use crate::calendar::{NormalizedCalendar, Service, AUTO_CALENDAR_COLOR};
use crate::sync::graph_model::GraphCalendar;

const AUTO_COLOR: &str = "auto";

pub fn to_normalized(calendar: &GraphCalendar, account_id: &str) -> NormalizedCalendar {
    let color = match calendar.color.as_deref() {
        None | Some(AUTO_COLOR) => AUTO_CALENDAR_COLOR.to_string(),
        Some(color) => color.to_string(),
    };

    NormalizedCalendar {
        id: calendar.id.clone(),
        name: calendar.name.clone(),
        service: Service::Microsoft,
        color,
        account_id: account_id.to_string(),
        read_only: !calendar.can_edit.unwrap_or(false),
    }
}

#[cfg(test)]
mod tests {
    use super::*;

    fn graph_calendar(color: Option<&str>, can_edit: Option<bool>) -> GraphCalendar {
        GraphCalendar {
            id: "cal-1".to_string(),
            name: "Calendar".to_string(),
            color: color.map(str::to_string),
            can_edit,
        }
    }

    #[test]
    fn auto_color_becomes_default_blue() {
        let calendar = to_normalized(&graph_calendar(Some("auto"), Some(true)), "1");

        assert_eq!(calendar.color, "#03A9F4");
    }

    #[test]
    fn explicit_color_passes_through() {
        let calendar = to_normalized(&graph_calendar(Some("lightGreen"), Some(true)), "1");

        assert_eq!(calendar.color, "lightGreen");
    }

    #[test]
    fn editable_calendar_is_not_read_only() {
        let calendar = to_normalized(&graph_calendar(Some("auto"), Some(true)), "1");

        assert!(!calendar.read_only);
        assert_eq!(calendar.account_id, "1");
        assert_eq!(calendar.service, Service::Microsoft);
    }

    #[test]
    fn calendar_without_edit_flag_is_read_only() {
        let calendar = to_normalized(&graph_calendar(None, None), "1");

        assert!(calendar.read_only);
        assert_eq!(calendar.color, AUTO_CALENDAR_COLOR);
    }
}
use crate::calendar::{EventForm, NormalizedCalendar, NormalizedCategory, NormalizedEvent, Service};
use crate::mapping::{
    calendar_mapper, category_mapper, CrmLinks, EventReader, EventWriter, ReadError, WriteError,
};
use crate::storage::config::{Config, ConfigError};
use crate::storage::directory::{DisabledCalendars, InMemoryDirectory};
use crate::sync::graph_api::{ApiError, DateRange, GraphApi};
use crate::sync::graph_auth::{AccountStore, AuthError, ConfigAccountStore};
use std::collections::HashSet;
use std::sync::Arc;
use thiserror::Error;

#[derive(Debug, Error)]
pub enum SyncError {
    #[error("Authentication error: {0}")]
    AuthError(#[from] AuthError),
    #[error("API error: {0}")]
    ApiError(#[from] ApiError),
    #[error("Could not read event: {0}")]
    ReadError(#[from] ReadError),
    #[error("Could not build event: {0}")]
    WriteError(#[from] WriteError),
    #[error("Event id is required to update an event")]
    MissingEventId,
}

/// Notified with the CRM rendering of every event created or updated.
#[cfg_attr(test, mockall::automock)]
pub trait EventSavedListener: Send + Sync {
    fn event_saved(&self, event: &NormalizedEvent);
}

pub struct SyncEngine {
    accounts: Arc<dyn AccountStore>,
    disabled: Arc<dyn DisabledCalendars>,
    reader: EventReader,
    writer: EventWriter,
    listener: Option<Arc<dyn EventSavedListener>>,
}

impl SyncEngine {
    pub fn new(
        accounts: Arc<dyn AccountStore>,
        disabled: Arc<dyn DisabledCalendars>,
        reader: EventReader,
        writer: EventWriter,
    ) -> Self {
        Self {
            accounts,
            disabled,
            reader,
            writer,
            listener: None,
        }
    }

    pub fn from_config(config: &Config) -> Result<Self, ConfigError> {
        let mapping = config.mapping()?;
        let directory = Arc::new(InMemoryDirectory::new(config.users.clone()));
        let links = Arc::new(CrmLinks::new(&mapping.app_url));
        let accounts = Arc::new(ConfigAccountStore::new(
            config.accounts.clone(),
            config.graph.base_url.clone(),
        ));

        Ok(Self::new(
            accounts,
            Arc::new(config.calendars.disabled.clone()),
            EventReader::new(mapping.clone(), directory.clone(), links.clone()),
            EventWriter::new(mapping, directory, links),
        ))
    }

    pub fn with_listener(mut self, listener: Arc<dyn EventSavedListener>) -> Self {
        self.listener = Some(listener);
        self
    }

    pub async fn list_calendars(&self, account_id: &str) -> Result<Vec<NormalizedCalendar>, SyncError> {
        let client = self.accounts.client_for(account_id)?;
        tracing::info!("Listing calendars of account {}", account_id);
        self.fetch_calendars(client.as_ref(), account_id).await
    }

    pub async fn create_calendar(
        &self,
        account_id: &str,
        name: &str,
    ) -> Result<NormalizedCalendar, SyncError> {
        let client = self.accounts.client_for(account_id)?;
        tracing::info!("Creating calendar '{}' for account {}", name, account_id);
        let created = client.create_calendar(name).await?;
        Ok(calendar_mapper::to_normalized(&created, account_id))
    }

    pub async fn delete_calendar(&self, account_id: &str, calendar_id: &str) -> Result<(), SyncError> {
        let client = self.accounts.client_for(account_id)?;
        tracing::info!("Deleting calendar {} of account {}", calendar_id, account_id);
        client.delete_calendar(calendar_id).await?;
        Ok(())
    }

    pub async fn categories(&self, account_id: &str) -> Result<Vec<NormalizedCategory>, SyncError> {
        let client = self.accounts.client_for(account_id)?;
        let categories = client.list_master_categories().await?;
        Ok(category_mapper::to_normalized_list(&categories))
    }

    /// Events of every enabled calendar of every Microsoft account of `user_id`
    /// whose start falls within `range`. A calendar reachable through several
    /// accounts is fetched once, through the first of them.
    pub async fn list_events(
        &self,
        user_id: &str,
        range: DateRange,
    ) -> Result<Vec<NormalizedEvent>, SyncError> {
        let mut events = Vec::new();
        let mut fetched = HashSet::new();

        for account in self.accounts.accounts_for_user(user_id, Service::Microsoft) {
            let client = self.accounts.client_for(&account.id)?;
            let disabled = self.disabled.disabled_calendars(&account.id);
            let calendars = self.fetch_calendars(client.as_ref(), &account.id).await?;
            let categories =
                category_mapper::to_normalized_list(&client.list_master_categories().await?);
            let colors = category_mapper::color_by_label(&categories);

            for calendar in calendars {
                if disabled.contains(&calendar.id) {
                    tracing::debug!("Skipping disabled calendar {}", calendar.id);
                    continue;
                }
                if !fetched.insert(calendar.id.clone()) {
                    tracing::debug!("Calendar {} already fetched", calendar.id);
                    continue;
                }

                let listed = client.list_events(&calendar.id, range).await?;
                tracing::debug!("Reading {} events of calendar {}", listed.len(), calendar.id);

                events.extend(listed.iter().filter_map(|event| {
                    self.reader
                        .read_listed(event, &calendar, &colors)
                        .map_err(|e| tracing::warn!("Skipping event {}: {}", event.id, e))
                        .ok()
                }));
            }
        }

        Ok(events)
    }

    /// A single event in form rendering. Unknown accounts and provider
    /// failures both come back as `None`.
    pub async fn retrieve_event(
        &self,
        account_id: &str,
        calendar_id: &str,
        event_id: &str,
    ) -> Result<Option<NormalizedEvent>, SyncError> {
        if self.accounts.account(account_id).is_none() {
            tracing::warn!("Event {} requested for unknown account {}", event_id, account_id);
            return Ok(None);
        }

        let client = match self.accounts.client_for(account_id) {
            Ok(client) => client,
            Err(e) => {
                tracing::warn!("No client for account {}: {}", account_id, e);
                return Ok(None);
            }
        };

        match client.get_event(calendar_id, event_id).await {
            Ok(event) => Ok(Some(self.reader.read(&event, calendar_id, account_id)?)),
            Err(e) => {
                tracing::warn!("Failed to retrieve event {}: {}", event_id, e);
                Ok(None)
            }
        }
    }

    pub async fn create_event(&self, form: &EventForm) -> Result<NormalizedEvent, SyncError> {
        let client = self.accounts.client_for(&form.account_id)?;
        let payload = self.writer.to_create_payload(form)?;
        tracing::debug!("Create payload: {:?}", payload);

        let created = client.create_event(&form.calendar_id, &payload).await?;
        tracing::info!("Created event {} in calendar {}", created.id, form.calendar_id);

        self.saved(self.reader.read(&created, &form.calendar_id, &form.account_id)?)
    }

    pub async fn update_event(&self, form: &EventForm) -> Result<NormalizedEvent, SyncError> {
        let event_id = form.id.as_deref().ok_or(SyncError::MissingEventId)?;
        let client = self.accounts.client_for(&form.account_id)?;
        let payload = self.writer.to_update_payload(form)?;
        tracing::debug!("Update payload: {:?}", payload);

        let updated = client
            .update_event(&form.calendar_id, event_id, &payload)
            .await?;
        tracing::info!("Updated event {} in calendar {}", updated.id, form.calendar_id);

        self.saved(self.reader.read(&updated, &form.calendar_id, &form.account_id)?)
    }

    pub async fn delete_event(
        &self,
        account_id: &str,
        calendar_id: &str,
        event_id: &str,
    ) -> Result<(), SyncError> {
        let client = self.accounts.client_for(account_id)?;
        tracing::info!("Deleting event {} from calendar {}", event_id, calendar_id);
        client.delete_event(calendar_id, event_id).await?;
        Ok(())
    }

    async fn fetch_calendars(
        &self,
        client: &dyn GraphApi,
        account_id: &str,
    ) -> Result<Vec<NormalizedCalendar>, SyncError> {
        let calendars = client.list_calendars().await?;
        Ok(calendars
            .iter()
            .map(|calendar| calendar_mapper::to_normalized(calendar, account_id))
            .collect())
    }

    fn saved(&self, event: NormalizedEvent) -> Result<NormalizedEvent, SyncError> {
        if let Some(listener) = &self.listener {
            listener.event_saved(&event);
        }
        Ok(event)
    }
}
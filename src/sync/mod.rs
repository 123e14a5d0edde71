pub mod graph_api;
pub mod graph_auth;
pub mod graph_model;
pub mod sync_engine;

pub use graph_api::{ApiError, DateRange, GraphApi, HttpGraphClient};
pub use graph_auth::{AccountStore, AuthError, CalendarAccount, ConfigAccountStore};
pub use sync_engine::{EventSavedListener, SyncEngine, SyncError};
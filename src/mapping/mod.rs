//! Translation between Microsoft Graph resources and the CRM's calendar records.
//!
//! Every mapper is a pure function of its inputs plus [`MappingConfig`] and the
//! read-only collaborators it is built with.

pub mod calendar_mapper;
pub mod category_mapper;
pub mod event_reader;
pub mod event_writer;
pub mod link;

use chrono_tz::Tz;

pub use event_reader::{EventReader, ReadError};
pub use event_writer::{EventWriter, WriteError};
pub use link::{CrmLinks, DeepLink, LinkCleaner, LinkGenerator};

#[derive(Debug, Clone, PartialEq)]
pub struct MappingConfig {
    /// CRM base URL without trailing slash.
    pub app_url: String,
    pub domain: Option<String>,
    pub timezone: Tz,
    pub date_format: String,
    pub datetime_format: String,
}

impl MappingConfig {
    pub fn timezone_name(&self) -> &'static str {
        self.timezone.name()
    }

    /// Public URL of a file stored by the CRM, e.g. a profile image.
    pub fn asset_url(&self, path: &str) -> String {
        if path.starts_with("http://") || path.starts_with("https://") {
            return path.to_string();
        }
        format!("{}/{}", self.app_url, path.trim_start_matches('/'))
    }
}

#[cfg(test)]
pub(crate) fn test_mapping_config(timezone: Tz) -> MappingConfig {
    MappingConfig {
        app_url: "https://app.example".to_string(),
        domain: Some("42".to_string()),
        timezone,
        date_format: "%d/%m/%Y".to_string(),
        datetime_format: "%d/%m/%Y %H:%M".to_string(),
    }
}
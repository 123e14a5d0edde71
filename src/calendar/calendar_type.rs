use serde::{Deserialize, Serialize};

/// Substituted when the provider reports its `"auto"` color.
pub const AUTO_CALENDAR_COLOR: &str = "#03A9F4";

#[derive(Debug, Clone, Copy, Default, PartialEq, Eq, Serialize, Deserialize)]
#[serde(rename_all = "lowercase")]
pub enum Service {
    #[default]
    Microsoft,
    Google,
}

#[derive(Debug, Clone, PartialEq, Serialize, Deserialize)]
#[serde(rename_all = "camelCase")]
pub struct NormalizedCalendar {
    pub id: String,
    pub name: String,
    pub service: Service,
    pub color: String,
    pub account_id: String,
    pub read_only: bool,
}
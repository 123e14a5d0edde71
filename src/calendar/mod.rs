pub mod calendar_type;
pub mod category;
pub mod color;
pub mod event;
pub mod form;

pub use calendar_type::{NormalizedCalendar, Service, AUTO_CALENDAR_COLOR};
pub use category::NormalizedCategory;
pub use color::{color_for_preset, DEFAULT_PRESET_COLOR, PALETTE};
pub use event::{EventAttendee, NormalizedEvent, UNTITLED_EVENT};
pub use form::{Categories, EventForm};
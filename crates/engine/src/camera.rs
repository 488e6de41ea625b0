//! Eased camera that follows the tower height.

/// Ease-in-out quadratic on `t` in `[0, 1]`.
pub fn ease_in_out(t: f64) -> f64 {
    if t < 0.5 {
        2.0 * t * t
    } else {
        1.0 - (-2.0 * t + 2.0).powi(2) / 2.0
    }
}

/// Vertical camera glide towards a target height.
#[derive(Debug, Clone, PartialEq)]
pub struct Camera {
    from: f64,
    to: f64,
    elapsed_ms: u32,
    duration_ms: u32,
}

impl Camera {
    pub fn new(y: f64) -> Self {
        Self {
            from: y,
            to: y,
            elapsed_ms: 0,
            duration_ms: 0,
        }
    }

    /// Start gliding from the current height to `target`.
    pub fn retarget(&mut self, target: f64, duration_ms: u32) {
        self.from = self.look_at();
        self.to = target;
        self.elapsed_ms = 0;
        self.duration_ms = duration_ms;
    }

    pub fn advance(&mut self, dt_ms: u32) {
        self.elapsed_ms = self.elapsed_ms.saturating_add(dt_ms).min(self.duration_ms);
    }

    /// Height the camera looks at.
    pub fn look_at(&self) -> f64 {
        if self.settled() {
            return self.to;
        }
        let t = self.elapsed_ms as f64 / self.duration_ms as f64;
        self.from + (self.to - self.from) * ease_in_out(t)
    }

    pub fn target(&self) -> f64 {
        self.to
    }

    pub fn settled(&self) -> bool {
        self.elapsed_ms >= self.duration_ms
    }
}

════════════════

#### Task to complete
Set down, word for word, each line from the top of the records above through the line with "pub fn to_normalized(calendar: &GraphCalendar, account_id: &str)".

#### Solution to this task
use crate::calendar::{NormalizedCalendar, Service, AUTO_CALENDAR_COLOR};
use crate::sync::graph_model::GraphCalendar;

const AUTO_COLOR: &str = "auto";

pub fn to_normalized(calendar: &GraphCalendar, account_id: &str) -> NormalizedCalendar {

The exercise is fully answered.